3

I am using Mixture of Hidden Markov Model (MHMM) to cluster my data. To do so, I used Package "seqHMM" in R. My question is whether it is possible to obtain the actual observations within each cluster.

Like for example, after my analysis, I have 3 clusters, and I want to find the exact observations within each cluster, is it possible?

Example:

At first, I created three HMMs with transition probabilities initial probabilities sc_init1, sc_init2, sc_init3, and sc_trans1, sc_trans2, sc_trans3, and finally with emission probabilities sc_emiss1, sc_emiss2, sc_emiss3 respectively. Then I combined them into MHMM with three clusters as the following:

mhmm_init <- list(sc_init1, sc_init2, sc_init3)

mhmm_trans <- list(sc_trans1, sc_trans2, sc_trans3)

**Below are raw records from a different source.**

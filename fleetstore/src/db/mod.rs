//! Database layer for the control plane.
//!
//! This module implements the persistence layer using SQLx with PostgreSQL.
//!
//! # Architecture
//!
//! ```text
//! ┌─────────────┐
//! │  Database   │  (readiness, contexts, error translation, metrics)
//! └──────┬──────┘
//!        │
//!        ↓
//! ┌─────────────┐
//! │   Stores    │  (db::handlers - queries, merges, grants)
//! └──────┬──────┘
//!        │
//!        ↓
//! ┌─────────────┐
//! │   Preload   │  (db::preload - association hydration)
//! └──────┬──────┘
//!        │
//!        ↓
//! ┌─────────────┐
//! │  PostgreSQL │
//! └─────────────┘
//! ```
//!
//! # Modules
//!
//! - [`database`]: the store handle and its operation runner
//! - [`readiness`]: the Unconfigured / Migrating / Ready state machine
//! - [`errors`]: the store's error taxonomy and backend error translation
//! - [`context`]: per-operation cancellation and deadlines
//! - [`preload`]: which associations each fetch returns
//! - [`merge`]: insert-or-update with per-row outcomes
//! - [`handlers`]: entity stores
//! - [`models`]: request and response records
//!
//! # Migrations
//!
//! Schema migrations are managed by SQLx and located in the `migrations/` directory. They are
//! applied through [`Database::migrate`], which also moves the store to Ready:
//!
//! ```ignore
//! let db = fleetstore::db::Database::new(pool, StoreSettings::default());
//! db.migrate(&OpContext::background(), false).await?;
//! ```

pub mod context;
pub mod database;
pub mod errors;
pub mod handlers;
pub mod merge;
pub(crate) mod metrics;
pub mod models;
pub mod preload;
pub mod readiness;

pub use database::{Database, StoreSettings};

mhmm_emiss <- list(sc_emiss1,sc_emiss2, sc_emiss3)

mhmm<- build_mhmm(observations=seq, transition_probs=mhmm_trans, emission_probs=mhmm_emission, initial_probs=mhmm_initial, cluster_names = c("Cluster 1", "Cluster 2", "Cluster 3”))

My data, seq, is longitudinal data. Now that the model is constructed, I estimated model parameters with the fit_model function as the following

set.seed(1011) #1011

mhmm_fit <- fit_model(mhmm, local_step = TRUE, threads = 1,
                      control_em = list(restart = list(times =10)))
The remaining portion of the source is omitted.